After counting the lines below that contain "Null", reply with that number alone.

Data supplied Block Start

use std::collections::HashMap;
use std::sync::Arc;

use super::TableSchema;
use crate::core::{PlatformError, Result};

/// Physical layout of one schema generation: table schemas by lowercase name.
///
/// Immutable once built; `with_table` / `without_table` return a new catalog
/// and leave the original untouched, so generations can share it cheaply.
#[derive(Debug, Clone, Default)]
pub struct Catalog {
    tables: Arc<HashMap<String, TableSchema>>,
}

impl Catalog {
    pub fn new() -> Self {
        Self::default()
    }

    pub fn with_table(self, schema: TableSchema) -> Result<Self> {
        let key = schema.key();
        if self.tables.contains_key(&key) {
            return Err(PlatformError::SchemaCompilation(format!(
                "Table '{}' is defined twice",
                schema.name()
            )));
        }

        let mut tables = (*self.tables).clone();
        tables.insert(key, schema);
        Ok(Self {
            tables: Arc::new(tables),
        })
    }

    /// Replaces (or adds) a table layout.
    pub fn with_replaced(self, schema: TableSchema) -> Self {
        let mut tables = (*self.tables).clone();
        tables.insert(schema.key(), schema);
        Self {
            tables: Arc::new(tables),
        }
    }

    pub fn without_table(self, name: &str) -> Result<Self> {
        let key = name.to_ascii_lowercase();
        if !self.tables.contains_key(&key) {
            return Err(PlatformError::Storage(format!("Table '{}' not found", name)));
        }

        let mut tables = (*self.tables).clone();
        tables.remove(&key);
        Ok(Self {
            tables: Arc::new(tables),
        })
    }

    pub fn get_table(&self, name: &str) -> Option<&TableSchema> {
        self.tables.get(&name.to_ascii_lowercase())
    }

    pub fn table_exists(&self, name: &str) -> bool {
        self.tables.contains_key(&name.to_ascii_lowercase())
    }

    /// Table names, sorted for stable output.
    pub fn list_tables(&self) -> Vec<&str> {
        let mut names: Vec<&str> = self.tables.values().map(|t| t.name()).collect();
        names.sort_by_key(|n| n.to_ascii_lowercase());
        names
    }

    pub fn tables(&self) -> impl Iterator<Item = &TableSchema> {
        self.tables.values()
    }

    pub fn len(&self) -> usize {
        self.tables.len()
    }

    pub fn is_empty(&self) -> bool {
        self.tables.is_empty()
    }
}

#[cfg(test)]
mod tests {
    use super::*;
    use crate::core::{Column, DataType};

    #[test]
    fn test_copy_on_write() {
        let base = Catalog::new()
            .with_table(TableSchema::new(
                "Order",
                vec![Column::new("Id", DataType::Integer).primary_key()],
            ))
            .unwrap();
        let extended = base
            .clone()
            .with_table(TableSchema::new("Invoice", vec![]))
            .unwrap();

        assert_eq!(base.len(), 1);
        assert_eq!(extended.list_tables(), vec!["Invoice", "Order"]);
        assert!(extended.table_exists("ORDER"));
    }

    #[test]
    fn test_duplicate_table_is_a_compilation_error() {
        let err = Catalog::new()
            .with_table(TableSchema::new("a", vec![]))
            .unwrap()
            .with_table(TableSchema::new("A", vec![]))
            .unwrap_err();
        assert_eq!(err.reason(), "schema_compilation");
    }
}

Data supplied Block End
Data supplied Block Start

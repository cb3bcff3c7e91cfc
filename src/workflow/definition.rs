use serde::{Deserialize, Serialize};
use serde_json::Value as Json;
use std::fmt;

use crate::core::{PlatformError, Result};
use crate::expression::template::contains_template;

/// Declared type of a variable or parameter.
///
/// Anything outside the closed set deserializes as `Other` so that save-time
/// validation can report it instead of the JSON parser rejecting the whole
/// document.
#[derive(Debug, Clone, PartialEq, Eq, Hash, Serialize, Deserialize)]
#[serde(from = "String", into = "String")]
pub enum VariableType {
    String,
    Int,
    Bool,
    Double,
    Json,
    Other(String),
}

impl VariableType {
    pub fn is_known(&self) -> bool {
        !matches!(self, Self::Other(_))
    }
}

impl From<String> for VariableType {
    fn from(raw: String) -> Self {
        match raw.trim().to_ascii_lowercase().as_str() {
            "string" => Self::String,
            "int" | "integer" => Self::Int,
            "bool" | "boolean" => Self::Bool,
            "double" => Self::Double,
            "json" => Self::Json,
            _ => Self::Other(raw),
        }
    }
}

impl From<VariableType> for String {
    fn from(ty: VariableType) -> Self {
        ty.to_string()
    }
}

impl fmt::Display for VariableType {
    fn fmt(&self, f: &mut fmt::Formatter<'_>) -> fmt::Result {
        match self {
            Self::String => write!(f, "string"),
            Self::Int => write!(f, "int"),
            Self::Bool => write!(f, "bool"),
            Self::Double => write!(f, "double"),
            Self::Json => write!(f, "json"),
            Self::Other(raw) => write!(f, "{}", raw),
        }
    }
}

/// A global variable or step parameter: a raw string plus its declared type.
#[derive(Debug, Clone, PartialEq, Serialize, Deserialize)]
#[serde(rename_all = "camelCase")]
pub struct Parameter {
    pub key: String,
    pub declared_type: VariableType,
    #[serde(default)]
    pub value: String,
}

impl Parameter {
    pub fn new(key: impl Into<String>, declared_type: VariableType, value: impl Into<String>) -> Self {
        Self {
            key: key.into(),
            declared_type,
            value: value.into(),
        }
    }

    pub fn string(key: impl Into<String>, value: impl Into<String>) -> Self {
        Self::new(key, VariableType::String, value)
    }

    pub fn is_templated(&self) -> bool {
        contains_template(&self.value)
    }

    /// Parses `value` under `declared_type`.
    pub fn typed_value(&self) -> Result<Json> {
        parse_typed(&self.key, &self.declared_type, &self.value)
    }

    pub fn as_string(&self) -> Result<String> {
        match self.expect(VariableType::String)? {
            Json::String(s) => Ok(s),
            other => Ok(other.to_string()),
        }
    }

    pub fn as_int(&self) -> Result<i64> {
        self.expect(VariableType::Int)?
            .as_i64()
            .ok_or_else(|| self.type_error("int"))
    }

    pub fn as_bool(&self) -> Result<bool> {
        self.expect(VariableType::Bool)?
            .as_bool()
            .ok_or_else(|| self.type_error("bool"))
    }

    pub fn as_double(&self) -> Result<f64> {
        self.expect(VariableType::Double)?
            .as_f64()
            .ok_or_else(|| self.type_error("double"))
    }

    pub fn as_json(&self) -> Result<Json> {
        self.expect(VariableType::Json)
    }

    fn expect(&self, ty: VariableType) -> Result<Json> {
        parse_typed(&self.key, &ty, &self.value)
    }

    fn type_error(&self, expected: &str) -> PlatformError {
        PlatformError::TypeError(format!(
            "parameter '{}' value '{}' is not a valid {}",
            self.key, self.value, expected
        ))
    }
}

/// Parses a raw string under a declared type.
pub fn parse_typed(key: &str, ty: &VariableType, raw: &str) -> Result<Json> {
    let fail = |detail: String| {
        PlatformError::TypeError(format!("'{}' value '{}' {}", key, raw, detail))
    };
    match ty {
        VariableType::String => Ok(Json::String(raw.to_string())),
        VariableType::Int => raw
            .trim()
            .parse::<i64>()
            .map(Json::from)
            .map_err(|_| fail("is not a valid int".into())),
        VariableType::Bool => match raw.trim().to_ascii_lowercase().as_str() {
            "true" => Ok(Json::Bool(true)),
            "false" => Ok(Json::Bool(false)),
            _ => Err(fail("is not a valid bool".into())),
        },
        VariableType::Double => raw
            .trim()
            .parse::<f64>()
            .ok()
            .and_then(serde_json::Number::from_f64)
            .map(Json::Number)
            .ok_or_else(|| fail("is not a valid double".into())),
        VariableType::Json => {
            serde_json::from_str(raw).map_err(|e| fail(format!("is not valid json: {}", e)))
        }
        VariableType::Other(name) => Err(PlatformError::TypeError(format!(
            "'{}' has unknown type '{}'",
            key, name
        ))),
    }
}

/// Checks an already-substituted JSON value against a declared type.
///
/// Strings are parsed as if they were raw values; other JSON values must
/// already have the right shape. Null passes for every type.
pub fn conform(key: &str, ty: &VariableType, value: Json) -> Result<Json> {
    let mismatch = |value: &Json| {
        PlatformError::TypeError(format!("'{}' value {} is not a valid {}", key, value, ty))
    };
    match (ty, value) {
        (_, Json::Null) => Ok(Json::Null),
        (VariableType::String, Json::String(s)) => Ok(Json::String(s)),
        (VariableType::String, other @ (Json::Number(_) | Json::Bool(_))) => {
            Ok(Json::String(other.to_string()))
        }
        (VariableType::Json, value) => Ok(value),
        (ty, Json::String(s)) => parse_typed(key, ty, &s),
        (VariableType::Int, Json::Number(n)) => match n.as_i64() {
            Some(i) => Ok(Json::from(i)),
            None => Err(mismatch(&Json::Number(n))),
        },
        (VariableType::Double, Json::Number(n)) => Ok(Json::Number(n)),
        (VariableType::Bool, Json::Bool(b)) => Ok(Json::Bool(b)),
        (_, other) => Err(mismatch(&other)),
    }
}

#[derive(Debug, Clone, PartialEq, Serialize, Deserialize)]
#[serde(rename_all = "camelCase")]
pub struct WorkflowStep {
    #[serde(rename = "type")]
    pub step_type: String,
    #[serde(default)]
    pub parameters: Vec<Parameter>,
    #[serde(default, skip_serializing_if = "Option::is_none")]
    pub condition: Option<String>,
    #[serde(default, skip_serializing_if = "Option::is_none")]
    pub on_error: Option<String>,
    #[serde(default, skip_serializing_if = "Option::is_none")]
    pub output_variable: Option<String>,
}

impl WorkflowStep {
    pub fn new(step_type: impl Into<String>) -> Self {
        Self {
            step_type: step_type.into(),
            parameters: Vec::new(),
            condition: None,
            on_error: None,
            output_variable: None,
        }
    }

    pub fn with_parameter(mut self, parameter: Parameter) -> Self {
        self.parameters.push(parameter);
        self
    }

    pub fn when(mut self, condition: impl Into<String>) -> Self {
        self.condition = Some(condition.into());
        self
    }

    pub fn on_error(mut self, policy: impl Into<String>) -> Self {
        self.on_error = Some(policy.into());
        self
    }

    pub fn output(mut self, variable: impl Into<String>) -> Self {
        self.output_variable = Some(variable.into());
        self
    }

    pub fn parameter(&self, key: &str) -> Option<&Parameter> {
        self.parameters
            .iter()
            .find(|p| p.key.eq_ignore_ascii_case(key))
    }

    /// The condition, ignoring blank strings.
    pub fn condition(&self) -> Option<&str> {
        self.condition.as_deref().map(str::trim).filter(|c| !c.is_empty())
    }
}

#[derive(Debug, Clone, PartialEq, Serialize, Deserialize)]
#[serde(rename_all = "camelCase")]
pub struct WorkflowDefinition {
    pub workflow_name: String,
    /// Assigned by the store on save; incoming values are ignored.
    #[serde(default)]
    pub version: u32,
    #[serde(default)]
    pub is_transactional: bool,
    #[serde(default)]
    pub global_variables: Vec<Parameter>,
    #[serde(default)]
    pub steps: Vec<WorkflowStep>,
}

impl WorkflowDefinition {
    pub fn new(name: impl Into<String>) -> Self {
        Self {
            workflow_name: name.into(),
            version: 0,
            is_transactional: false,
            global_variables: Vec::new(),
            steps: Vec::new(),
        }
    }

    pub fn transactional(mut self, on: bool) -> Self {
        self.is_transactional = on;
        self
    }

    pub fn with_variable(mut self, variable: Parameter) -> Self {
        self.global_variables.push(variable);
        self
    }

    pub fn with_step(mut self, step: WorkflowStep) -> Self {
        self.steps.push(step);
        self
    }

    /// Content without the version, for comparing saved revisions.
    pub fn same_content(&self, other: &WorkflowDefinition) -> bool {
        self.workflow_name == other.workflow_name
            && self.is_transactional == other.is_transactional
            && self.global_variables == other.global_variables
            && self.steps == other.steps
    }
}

Data supplied Block End

Result:
2